It seems like just yesterday that the pilot episode of The CW's Arrow was drawing to a close, having established its star Stephen Amell as a fitting version of the secretive, tormented Oliver Queen set on clearing Star City of its criminal conspiracies. And as his leading lady walked off into the night, he called after her with the name "Dinah Laurel Lance" - and fans everywhere felt their hearts skip a beat, knowing that in their future lay a long run of Green Arrow and the Black Canary fighting side by side, and falling in love, just as the comics always told.
Except... that wasn't in the cards. At least, not as fans imagined. In fact, it would be in the introduction of a brand new Black Canary that wedged itself between Oliver and Laurel, before the runaway success of third-stringer Felicity Smoak among the fan base saw her take on a larger role and, eventually, romance. Hopes that Oliver and Laurel would eventually find their way back to one another were dashed when she was killed off. But the recent introduction of a new Dinah, and new Black Canary has seen those bruised hopes somewhat buoyed. But according to Arrow's star, fans shouldn't get their hopes up this time, either.
When Ollie and Dinah (Juliana Harkavy) crossed paths, it wasn't exactly in a romantic sense, or even in the presence of sparks one would expect, if the showrunners intended to pull the Ollie/Dinah do-over many assumed. Her adopting the role of Black Canary, mask and all could suggest the writers are simply slow-playing things, but in an interview with EW, Amell comments on the prospects of romance specifically. And his adherence to the comic books seems a bit looser than most DC die hards will hope:
“The idea that Oliver would end up with the Black Canary being Katie Cassidy or any new iteration thereof? To me, it could happen, it could not, but it’s certainly not destined to happen or predesigned to happen."
That news, while disappointing to comic book enthusiasts, will come as a relief to those passionate fans of the Oliver/Felicity romance. They have a strong case, too, favoring a romance that (in their opinion) took shape naturally, on the terms of the show, and not beholden or predestined by any other version of the story. In other words, a romance that was all Arrow's. In fact, it's that ability to create something original that Amell thinks is a strength of the adaptation - even if it goes directly against the source material.
That's one area where Arrow seems to be taking a completely different approach than its sibling series, The Flash. While other romantic leads came and went in Barry Allen's life, the knowledge among fans that he and Iris West were truly meant to be persisted. Even when the relationship seemed like a long shot, it was made more engaging to know that the characters might actually be fighting the inevitable. With Arrow, the fans are a bit more vocal.
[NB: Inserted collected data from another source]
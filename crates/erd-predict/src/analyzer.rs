//! Hotspot scoring and incident forecasting.
//!
//! # Scoring model
//!
//! Every record contributes with an exponential time decay
//! `exp(-hoursAgo / 168)` — about one week to fall to 1/e — so chronic
//! history fades while recent clusters dominate.  Three decayed signals
//! (frequency, severity, time-of-day proximity) are blended 0.4/0.4/0.2 and
//! boosted 1.5× when more than three records landed inside the last 24 h.
//!
//! Scores are recomputed from scratch on every recording; with per-location
//! histories in the hundreds this costs microseconds and avoids incremental
//! drift.

use std::fmt;

use rustc_hash::FxHashMap;

use erd_core::{IncidentKind, LocationId, Timestamp};

/// Decay constant in hours (one week).
const DECAY_HOURS: f64 = 168.0;

/// More than this many records inside 24 h marks a surge.
const SURGE_THRESHOLD: usize = 3;
const SURGE_MULTIPLIER: f64 = 1.5;

// ── Records & scores ──────────────────────────────────────────────────────────

/// One historical incident at a location.
#[derive(Copy, Clone, Debug)]
pub struct IncidentRecord {
    pub kind: IncidentKind,
    pub severity: u8,
    pub at: Timestamp,
}

/// A location's current demand score.
#[derive(Copy, Clone, Debug)]
pub struct HotspotScore {
    pub location: LocationId,
    pub score: f64,
    pub incident_count: usize,
}

impl fmt::Display for HotspotScore {
    fn fmt(&self, f: &mut fmt::Formatter<'_>) -> fmt::Result {
        write!(f, "{}: {:.2} (n={})", self.location, self.score, self.incident_count)
    }
}

// ── PredictiveAnalyzer ────────────────────────────────────────────────────────

/// Per-location incident history and the demand model derived from it.
#[derive(Default)]
pub struct PredictiveAnalyzer {
    history: FxHashMap<LocationId, Vec<IncidentRecord>>,
    hotspots: FxHashMap<LocationId, HotspotScore>,
}

impl PredictiveAnalyzer {
    pub fn new() -> Self {
        Self::default()
    }

    /// Append an incident to `location`'s history and recompute every
    /// location's hotspot score with `at` as the reference clock.
    pub fn record_incident(
        &mut self,
        location: LocationId,
        kind: IncidentKind,
        severity: u8,
        at: Timestamp,
    ) {
        self.history
            .entry(location)
            .or_default()
            .push(IncidentRecord { kind, severity, at });
        self.update_hotspots(at);
    }

    /// Recompute all hotspot scores against `now`.
    pub fn update_hotspots(&mut self, now: Timestamp) {
        self.hotspots.clear();
        for (&location, records) in &self.history {
            self.hotspots.insert(
                location,
                HotspotScore {
                    location,
                    score: hotspot_score(records, now),
                    incident_count: records.len(),
                },
            );
        }
    }

    /// The `n` highest-scoring locations, descending.  Only locations with
    /// recorded history appear — a never-hit location is absent, not
    /// zero-scored.
    pub fn top_hotspots(&self, n: usize) -> Vec<HotspotScore> {
        let mut scores: Vec<HotspotScore> = self.hotspots.values().copied().collect();
        scores.sort_unstable_by(|a, b| {
            b.score.total_cmp(&a.score).then_with(|| a.location.cmp(&b.location))
        });
        scores.truncate(n);
        scores
    }

    /// Probability estimate that `location` sees an incident around
    /// `hours_ahead` hours after `now`, in `[0, 1]`.  Returns 0.0 with no
    /// history — insufficient data, not a real signal.
    pub fn predict_incident_probability(
        &self,
        location: LocationId,
        hours_ahead: i64,
        now: Timestamp,
    ) -> f64 {
        let Some(records) = self.history.get(&location) else {
            return 0.0;
        };
        let Some(first) = records.first() else {
            return 0.0;
        };

        let target = now.plus_hours(hours_ahead);
        let target_hour = target.hour_of_day() as i64;
        let matching = records
            .iter()
            .filter(|r| {
                (r.at.hour_of_day() as i64 - target_hour).abs() <= 2
                    && r.at.day_of_week() == target.day_of_week()
            })
            .count();

        let base_rate = records.len() as f64 / now.days_since(first.at).max(1) as f64;
        let pattern_factor = 1.0 + matching as f64 / records.len() as f64;

        (base_rate * pattern_factor).min(1.0)
    }

    /// Distribute `total_units` across the current top hotspots in
    /// proportion to score share, flooring each at one unit.  The floor plus
    /// ceiling rounding can over-allocate the nominal total; that is
    /// accepted, not corrected.
    pub fn suggest_resource_allocation(&self, total_units: usize) -> Vec<(LocationId, usize)> {
        let hotspots = self.top_hotspots(total_units);
        let total_score: f64 = hotspots.iter().map(|h| h.score).sum();

        hotspots
            .iter()
            .map(|h| {
                let units = if total_score > 0.0 {
                    ((h.score / total_score) * total_units as f64).ceil() as usize
                } else {
                    0
                };
                (h.location, units.max(1))
            })
            .collect()
    }

    /// Full history of a location, oldest first.  Empty for unknown ids.
    pub fn records(&self, location: LocationId) -> &[IncidentRecord] {
        self.history.get(&location).map(Vec::as_slice).unwrap_or(&[])
    }

    pub fn tracked_location_count(&self) -> usize {
        self.history.len()
    }

    pub fn total_record_count(&self) -> usize {
        self.history.values().map(Vec::len).sum()
    }
}

impl fmt::Display for PredictiveAnalyzer {
    /// Textual analysis summary: counts plus the current top five.
    fn fmt(&self, f: &mut fmt::Formatter<'_>) -> fmt::Result {
        writeln!(f, "=== predictive analysis ===")?;
        writeln!(f, "locations tracked: {}", self.tracked_location_count())?;
        writeln!(f, "historical incidents: {}", self.total_record_count())?;
        for (i, hotspot) in self.top_hotspots(5).iter().enumerate() {
            writeln!(f, "{}. {hotspot}", i + 1)?;
        }
        Ok(())
    }
}

// ── Scoring internals ─────────────────────────────────────────────────────────

fn hotspot_score(records: &[IncidentRecord], now: Timestamp) -> f64 {
    if records.is_empty() {
        return 0.0;
    }

    let mut frequency = 0.0;
    let mut severity = 0.0;
    let mut time_score = 0.0;
    let mut recent = 0usize;

    let now_hour = now.hour_of_day() as i64;
    for record in records {
        let hours_ago = now.hours_since(record.at);
        let decay = (-(hours_ago as f64) / DECAY_HOURS).exp();

        frequency += decay;
        severity += record.severity as f64 * decay;

        let hour_diff = (record.at.hour_of_day() as i64 - now_hour).abs();
        time_score += (24 - hour_diff) as f64 / 24.0 * decay;

        if hours_ago < 24 {
            recent += 1;
        }
    }

    let n = records.len().max(1) as f64;
    frequency /= n;
    severity /= 5.0 * n;
    time_score /= n;

    let surge = if recent > SURGE_THRESHOLD { SURGE_MULTIPLIER } else { 1.0 };

    (frequency * 0.4 + severity * 0.4 + time_score * 0.2) * surge * 100.0
}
Even so, Amell puts emphasis on the results that come from creating something lasting from a minor character in the comics, instead of playing out what the audience expects:
"There have been feuding factions in the fan base — people that call upon the comics and people that have lived in the universe of the show... I would say that we try to find a happy medium for both, try to live in the universe that the show has created where characters that weren’t a part of the Green Arrow mythos have become completely indispensable."
"There are elements that you find in a TV show that make the show what they are, and that became Oliver’s relationship between Felicity and Diggle — one character that’s completely original in terms of John Diggle, an ode to Andy Diggle, who wrote Year One, and Felicity Smoak, who was plucked from the far reaches of the DC universe. Thea Queen also does not exist in the comics and I think that’s all stuff that’s important to remember... I think that it would be a pretty two-dimensional world if you simply followed with what the comic said."
We'll leave it to the fans to decide if more is added or subtracted by straying from the comic formula. Either way, romance is the least of Oliver Queen's problems lately.
Arrow airs Wednesday @8pm on The CW.